Incoming stimuli are encoded collectively by populations of cortical neurons, which transmit information by using a neural code thought to be predominantly redundant. Redundant coding is widely believed to reflect a design choice whereby neurons with overlapping receptive fields sample environmental stimuli to convey similar information. Here, we performed multi-electrode laminar recordings in awake monkey V1 to report significant synergistic interactions between nearby neurons within a cortical column. These interactions are clustered non-randomly across cortical layers to form synergy and redundancy hubs. Homogeneous sub-populations comprising synergy hubs decode stimulus information significantly better compared to redundancy hubs or heterogeneous sub-populations. Mechanistically, synergistic interactions emerge from the stimulus dependence of correlated activity between neurons. Our findings suggest a refinement of the prevailing ideas regarding coding schemes in sensory cortex: columnar populations can efficiently encode information due to synergistic interactions even when receptive fields overlap and shared noise between cells is high.

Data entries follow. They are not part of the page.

//! Driver for the stream-to-memory (S2MM) channel
//! of an AXI DMA engine in direct register mode
//!
//! One transfer at a time: program the destination,
//! write the length, wait for idle. After completion
//! the length register holds the number of bytes
//! which actually arrived.

use std::thread;
use std::time::Duration;

use crate::errors::DmaError;
use crate::memory::{
    DmaMemory,
    RegisterDevice,
};
use crate::registers::DmaReg;

/// The length register is 26 bits wide
pub const MAX_TRANSFER_BYTES : usize = (1 << 26) - 1;

/// How often we look at the reset bit before
/// giving up on it
const RESET_POLLS : usize = 1000;

pub struct AxiDma {
  regs           : RegisterDevice<DmaReg>,
  first_transfer : bool,
}

impl AxiDma {
  pub fn new(regs : RegisterDevice<DmaReg>) -> Self {
    Self {
      regs,
      first_transfer : true,
    }
  }

  pub fn name(&self) -> &str {
    self.regs.fullpath()
  }

  /// Soft reset the channel. It will be halted
  /// afterwards.
  pub fn reset(&mut self) {
    trace!("Resetting DMA {}", self.name());
    self.regs.write(DmaReg::Dmacr, DmaReg::CR_RESET);
    for _ in 0..RESET_POLLS {
      if self.regs.read(DmaReg::Dmacr) & DmaReg::CR_RESET == 0 {
        break;
      }
      thread::sleep(Duration::from_micros(1));
    }
    self.first_transfer = true;
  }

  /// Set the run bit and wait until the channel
  /// leaves the halted state
  pub fn start(&mut self) {
    trace!("Starting DMA {}", self.name());
    let cr = self.regs.read(DmaReg::Dmacr);
    self.regs.write(DmaReg::Dmacr, cr | DmaReg::CR_RUN_STOP);
    for _ in 0..RESET_POLLS {
      if self.is_running() {
        break;
      }
      thread::sleep(Duration::from_micros(1));
    }
  }

  pub fn is_running(&self) -> bool {
    (self.regs.read(DmaReg::Dmacr) & DmaReg::CR_RUN_STOP) != 0
      && (self.regs.read(DmaReg::Dmasr) & DmaReg::SR_HALTED) == 0
  }

  /// The idle bit is only meaningful once a
  /// transfer has been issued
  pub fn is_idle(&self) -> bool {
    (self.regs.read(DmaReg::Dmasr) & DmaReg::SR_IDLE) != 0
  }

  /// Arm a transfer of at most `nbytes` into `dst`
  pub fn transfer(&mut self, dst : &dyn DmaMemory, nbytes : usize) -> Result<(), DmaError> {
    if !self.is_running() {
      return Err(DmaError::NotStarted(String::from(self.name())));
    }
    if !self.first_transfer && !self.is_idle() {
      return Err(DmaError::NotIdle(String::from(self.name())));
    }
    if nbytes > MAX_TRANSFER_BYTES {
      return Err(DmaError::TooLarge { nbytes, limit : MAX_TRANSFER_BYTES });
    }
    if nbytes > dst.len() {
      return Err(DmaError::BufferTooSmall { nbytes, capacity : dst.len() });
    }
    let addr = dst.phys_addr();
    self.regs.write(DmaReg::Da,    (addr & 0xffff_ffff) as u32);
    self.regs.write(DmaReg::DaMsb, (addr >> 32) as u32);
    // writing the length kicks off the transfer
    self.regs.write(DmaReg::Length, nbytes as u32);
    self.first_transfer = false;
    Ok(())
  }

  /// Translate the error bits of the status register
  pub fn check_error(&self) -> Result<(), DmaError> {
    let status = self.regs.read(DmaReg::Dmasr);
    let name   = String::from(self.name());
    if status & DmaReg::SR_INTERNAL != 0 {
      return Err(DmaError::Internal { name, status });
    }
    if status & DmaReg::SR_SLAVE != 0 {
      return Err(DmaError::Slave { name, status });
    }
    if status & DmaReg::SR_DECODE != 0 {
      return Err(DmaError::Decode { name, status });
    }
    Ok(())
  }

  /// Bytes written by the last completed transfer
  pub fn received_bytes(&self) -> usize {
    self.regs.read(DmaReg::Length) as usize
  }
}

/// The three stream channels of a tomography block
pub struct DmaSet {
  pub time   : AxiDma,
  pub dc     : AxiDma,
  pub graphy : AxiDma,
}

impl DmaSet {
  pub fn all(&self) -> [&AxiDma; 3] {
    [&self.time, &self.dc, &self.graphy]
  }

  pub fn all_mut(&mut self) -> [&mut AxiDma; 3] {
    [&mut self.time, &mut self.dc, &mut self.graphy]
  }
}

#[cfg(test)]
mod tests {
  use super::*;
  use std::sync::Arc;
  use crate::memory::{Platform, WordWindow};
  use crate::registers::RegisterMap;
  use crate::sim::{SimPlatform, SimWindow};
  use tomo_lib::netlist::AddressWindow;

  fn dma_on(platform : &SimPlatform) -> AxiDma {
    let window = AddressWindow { base : 0xA001_0000, range : 0x10000 };
    let w = platform.map_window("axi_dma_0", &window).unwrap();
    platform.attach_dma(0xA001_0000);
    AxiDma::new(RegisterDevice::new("axi_dma_0", "axi_dma", w).unwrap())
  }

  #[test]
  fn transfer_needs_running_channel() {
    let platform = SimPlatform::new();
    let mut dma  = dma_on(&platform);
    let buffer   = platform.allocate(4096).unwrap();
    dma.reset();
    assert!(!dma.is_running());
    assert_eq!(dma.transfer(buffer.as_ref(), 1024), Err(DmaError::NotStarted(String::from("axi_dma_0"))));
    dma.start();
    assert!(dma.is_running());
    assert!(dma.transfer(buffer.as_ref(), 1024).is_ok());
    // still busy with the first one
    assert_eq!(dma.transfer(buffer.as_ref(), 1024), Err(DmaError::NotIdle(String::from("axi_dma_0"))));
  }

  #[test]
  fn transfer_size_limits() {
    let platform = SimPlatform::new();
    let mut dma  = dma_on(&platform);
    let buffer   = platform.allocate(1024).unwrap();
    dma.reset();
    dma.start();
    assert!(matches!(dma.transfer(buffer.as_ref(), 2048), Err(DmaError::BufferTooSmall {..})));
    assert!(matches!(dma.transfer(buffer.as_ref(), 1 << 26), Err(DmaError::TooLarge {..})));
  }

  #[test]
  fn error_bits() {
    let window = Arc::new(SimWindow::new(DmaReg::span()));
    let dma = AxiDma::new(RegisterDevice::new("axi_dma_1", "axi_dma", window.clone()).unwrap());
    assert!(dma.check_error().is_ok());
    window.write_word(DmaReg::Dmasr.offset(), DmaReg::SR_SLAVE);
    assert!(matches!(dma.check_error(), Err(DmaError::Slave {..})));
  }
}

传入的刺激被皮质神经元群体集体编码,这些神经元通过使用一种被认为主要是冗余的神经编码来传递信息。冗余编码被广泛认为反映了一种设计选择,即具有重叠感受野的神经元对环境刺激进行抽样,以传递相似的信息。在这里,我们在清醒的猴子 V1 中进行了多电极层记录,以报告在皮质柱内的附近神经元之间存在显著的协同相互作用。这些相互作用在皮质层中无规则地聚类,形成协同和冗余中心。由协同中心组成的同质性亚群与冗余中心或异质性亚群相比,可以更有效地解码刺激信息。从机制上讲,协同相互作用源于神经元之间相关活动的刺激依赖性。我们的发现表明,需要对感觉皮层中编码方案的现有观点进行改进:即使感受野重叠且细胞间共享噪声较高,柱状群体也可以通过协同相互作用有效地编码信息。